- **Task item**
Which lines in the records below contain the word "SaveDirectory"? Copy each of them.

....

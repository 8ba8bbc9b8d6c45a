//! Scrape orchestration
//!
//! One run lists every player from the source and, per player, resolves the
//! player's identity and records today's snapshot. Players are independent
//! units of work: a failure is logged, added to the run's report, and the run
//! moves on to the next player.

mod scheduler;

pub use scheduler::run_scheduled;

use chrono::{NaiveDate, Utc};
use std::sync::Arc;
use tokio_util::sync::CancellationToken;
use tracing::{debug, error, info, info_span, warn, Instrument, Span};
use uuid::Uuid;

use crate::error::{Error, Result};
use crate::source::{NormalizedPlayer, PlayerSource};
use crate::store::SkillStore;

/// A player whose snapshot could not be recorded during a run.
#[derive(Debug)]
pub struct PlayerFailure {
    pub account_name: String,
    pub error: Error,
}

/// Side report of a single run.
#[derive(Debug)]
pub struct ScrapeReport {
    /// Correlation identifier for the run's log lines. Never persisted.
    pub run_id: Uuid,
    pub day: NaiveDate,
    pub fetched: usize,
    pub recorded: usize,
    pub failed: Vec<PlayerFailure>,
    pub skipped_records: usize,
    /// The run stopped early because cancellation was requested.
    pub cancelled: bool,
}

impl ScrapeReport {
    fn new(run_id: Uuid, day: NaiveDate) -> Self {
        Self {
            run_id,
            day,
            fetched: 0,
            recorded: 0,
            failed: vec![],
            skipped_records: 0,
            cancelled: false,
        }
    }
}

pub struct Scraper {
    source: Arc<dyn PlayerSource>,
    store: Arc<SkillStore>,
}

impl Scraper {
    pub fn new(source: Arc<dyn PlayerSource>, store: Arc<SkillStore>) -> Self {
        Self { source, store }
    }

    /// Scrape every player, recording snapshots under today's UTC date.
    pub async fn run_once(&self, cancel: &CancellationToken) -> Result<ScrapeReport> {
        self.run_for_day(Utc::now().date_naive(), cancel).await
    }

    /// Scrape every player, recording snapshots under `day`.
    ///
    /// Fails only when the source can't be listed; nothing has been written
    /// in that case. Cancellation is checked between players, so snapshots
    /// already committed are kept.
    pub async fn run_for_day(
        &self,
        day: NaiveDate,
        cancel: &CancellationToken,
    ) -> Result<ScrapeReport> {
        let run_id = Uuid::now_v7();
        let span = info_span!("scrape", run_id = %run_id, source = self.source.id());

        self.run(ScrapeReport::new(run_id, day), cancel)
            .instrument(span)
            .await
    }

    async fn run(
        &self,
        mut report: ScrapeReport,
        cancel: &CancellationToken,
    ) -> Result<ScrapeReport> {
        debug!("Fetching player stats");

        let source = Arc::clone(&self.source);
        let listing = tokio::task::spawn_blocking(move || source.list_all_players());

        let batch = tokio::select! {
            biased;

            _ = cancel.cancelled() => {
                info!("Scrape cancelled before players were fetched");
                report.cancelled = true;
                return Ok(report);
            }
            joined = listing => match joined.map_err(Error::from).and_then(|listed| listed) {
                Ok(batch) => batch,
                Err(e) => {
                    error!(error = %e, "Unable to fetch players");
                    return Err(e);
                }
            },
        };

        for skipped in &batch.skipped {
            warn!(error = %skipped, "Skipping unreadable player record");
        }
        report.skipped_records = batch.skipped.len();
        report.fetched = batch.players.len();

        for player in batch.players {
            if cancel.is_cancelled() {
                let remaining = report.fetched - report.recorded - report.failed.len();
                info!(remaining, "Scrape cancelled");
                report.cancelled = true;
                break;
            }

            let account_name = player.account_name.clone();
            let outcome = self
                .record_player(player, report.day)
                .instrument(info_span!("player", player = %account_name))
                .await;

            match outcome {
                Ok(()) => report.recorded += 1,
                Err(error) => {
                    warn!(player = %account_name, error = %error, "Unable to record player skills");
                    report.failed.push(PlayerFailure {
                        account_name,
                        error,
                    });
                }
            }
        }

        info!(
            day = %report.day,
            fetched = report.fetched,
            recorded = report.recorded,
            failed = report.failed.len(),
            skipped_records = report.skipped_records,
            "Finished fetching player stats"
        );

        Ok(report)
    }

    /// Resolve the player's identity, then write the day's snapshot in one
    /// transaction.
    async fn record_player(&self, player: NormalizedPlayer, day: NaiveDate) -> Result<()> {
        let store = Arc::clone(&self.store);
        let span = Span::current();

        tokio::task::spawn_blocking(move || -> Result<()> {
            let _entered = span.enter();
            let record = store.get_or_create_player(&player.account_name, player.created_on)?;
            store.record_snapshots(&record.id, day, &player.skills())?;
            debug!(player_id = %record.id, skills = player.levels.len(), "Recorded skills");
            Ok(())
        })
        .await?
    }
}

#[cfg(test)]
mod tests {
    use super::*;
    use crate::skill::Skill;
    use crate::source::testing::{player, StaticSource};
    use crate::source::SaveDirectory;
    use std::fs;
    use tempfile::TempDir;

    fn day() -> NaiveDate {
        NaiveDate::from_ymd_opt(2024, 1, 1).unwrap()
    }

    fn setup(source: impl PlayerSource + 'static) -> (Scraper, Arc<SkillStore>) {
        let store = Arc::new(SkillStore::open_in_memory().unwrap());
        (Scraper::new(Arc::new(source), Arc::clone(&store)), store)
    }

    fn snapshot_count(store: &SkillStore, username: &str) -> i64 {
        let id = store.reader().get_player(username).unwrap().id;
        store.snapshot_count(&id, day()).unwrap()
    }

    #[tokio::test]
    async fn test_records_every_player() {
        let (scraper, store) = setup(StaticSource::new(vec![
            player("Zezima", 99, 13_034_431.0),
            player("Lynx Titan", 99, 200_000_000.0),
            player("Newbie", 1, 0.0),
        ]));

        let report = scraper.run_for_day(day(), &CancellationToken::new()).await.unwrap();

        assert_eq!(report.fetched, 3);
        assert_eq!(report.recorded, 3);
        assert!(report.failed.is_empty());
        assert!(!report.cancelled);
        assert_eq!(store.player_count().unwrap(), 3);
        assert_eq!(snapshot_count(&store, "Newbie"), Skill::COUNT as i64);

        let top = store.reader().get_highscores("Magic").unwrap();
        assert_eq!(top[0].username, "Lynx Titan");
    }

    #[tokio::test]
    async fn test_failed_player_does_not_stop_run() {
        // Level 120 violates the stored level bound.
        let (scraper, store) = setup(StaticSource::new(vec![
            player("Before", 10, 1154.0),
            player("Broken", 120, 1154.0),
            player("After", 10, 1154.0),
        ]));

        let report = scraper.run_for_day(day(), &CancellationToken::new()).await.unwrap();

        assert_eq!(report.recorded, 2);
        assert_eq!(report.failed.len(), 1);
        assert_eq!(report.failed[0].account_name, "Broken");
        assert!(matches!(report.failed[0].error, Error::Storage(_)));

        assert_eq!(snapshot_count(&store, "Before"), Skill::COUNT as i64);
        assert_eq!(snapshot_count(&store, "After"), Skill::COUNT as i64);
        // Identity was resolved, but no partial snapshot was left behind.
        assert_eq!(snapshot_count(&store, "Broken"), 0);
    }

    #[tokio::test]
    async fn test_unavailable_source_aborts_run() {
        let (scraper, store) = setup(StaticSource::unavailable());

        let err = scraper
            .run_for_day(day(), &CancellationToken::new())
            .await
            .unwrap_err();

        assert!(matches!(err, Error::SourceUnavailable { .. }));
        assert_eq!(store.player_count().unwrap(), 0);
    }

    #[tokio::test]
    async fn test_cancelled_run_records_nothing() {
        let (scraper, store) = setup(StaticSource::new(vec![player("Zezima", 10, 1154.0)]));
        let cancel = CancellationToken::new();
        cancel.cancel();

        let report = scraper.run_for_day(day(), &cancel).await.unwrap();

        assert!(report.cancelled);
        assert_eq!(report.recorded, 0);
        assert_eq!(store.player_count().unwrap(), 0);
    }

    #[tokio::test]
    async fn test_cancel_mid_run_keeps_committed_players() {
        let (scraper, store) = setup(StaticSource::new(vec![
            player("First", 10, 1154.0),
            player("Second", 10, 1154.0),
        ]));
        let cancel = CancellationToken::new();

        // Stall the first player's writes until the token has been cancelled.
        let stalled = store.hold();
        let (report, ()) = tokio::join!(scraper.run_for_day(day(), &cancel), async {
            // record_player clones the store handle for the player in flight.
            while Arc::strong_count(&store) < 3 {
                tokio::task::yield_now().await;
            }
            cancel.cancel();
            drop(stalled);
        });
        let report = report.unwrap();

        assert!(report.cancelled);
        assert_eq!(report.fetched, 2);
        assert_eq!(report.recorded, 1);
        assert!(report.failed.is_empty());
        assert_eq!(snapshot_count(&store, "First"), Skill::COUNT as i64);
        assert!(matches!(
            store.reader().get_player("Second"),
            Err(Error::NotFound(_))
        ));
    }

    #[tokio::test]
    async fn test_rerun_same_day_is_idempotent() {
        let (scraper, store) = setup(StaticSource::new(vec![
            player("Zezima", 10, 1154.0),
            player("Lynx Titan", 20, 4470.0),
        ]));
        let cancel = CancellationToken::new();

        scraper.run_for_day(day(), &cancel).await.unwrap();
        let first_id = store.reader().get_player("Zezima").unwrap().id;
        scraper.run_for_day(day(), &cancel).await.unwrap();

        assert_eq!(store.player_count().unwrap(), 2);
        assert_eq!(store.reader().get_player("Zezima").unwrap().id, first_id);
        assert_eq!(snapshot_count(&store, "Zezima"), Skill::COUNT as i64);
    }

    #[tokio::test]
    async fn test_save_directory_end_to_end() {
        let dir = TempDir::new().unwrap();
        let experience = vec!["11540"; Skill::COUNT].join(", ");
        let levels = vec!["10"; Skill::COUNT].join(", ");
        fs::write(
            dir.path().join("zezima.toml"),
            format!(
                "accountName = \"Zezima\"\nexperience = [{experience}]\nlevels = [{levels}]\n\
                 [variables]\ncreation = 1700000000000\n"
            ),
        )
        .unwrap();
        fs::write(dir.path().join("broken.toml"), "levels = 3").unwrap();

        let (scraper, store) = setup(SaveDirectory::new(dir.path().to_path_buf()));
        let report = scraper.run_for_day(day(), &CancellationToken::new()).await.unwrap();

        assert_eq!(report.recorded, 1);
        assert_eq!(report.skipped_records, 1);

        let skills = store.reader().get_player_skills("Zezima").unwrap();
        let attack = skills.get(Skill::Attack).unwrap();
        assert_eq!((attack.level, attack.experience), (10, 1154.0));
        // 1154 experience is exactly the level 10 threshold.
        assert_eq!(skills.get(Skill::Constitution).unwrap().level, 10);
    }
}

....

- **Task solution**
    use crate::source::SaveDirectory;
        let (scraper, store) = setup(SaveDirectory::new(dir.path().to_path_buf()));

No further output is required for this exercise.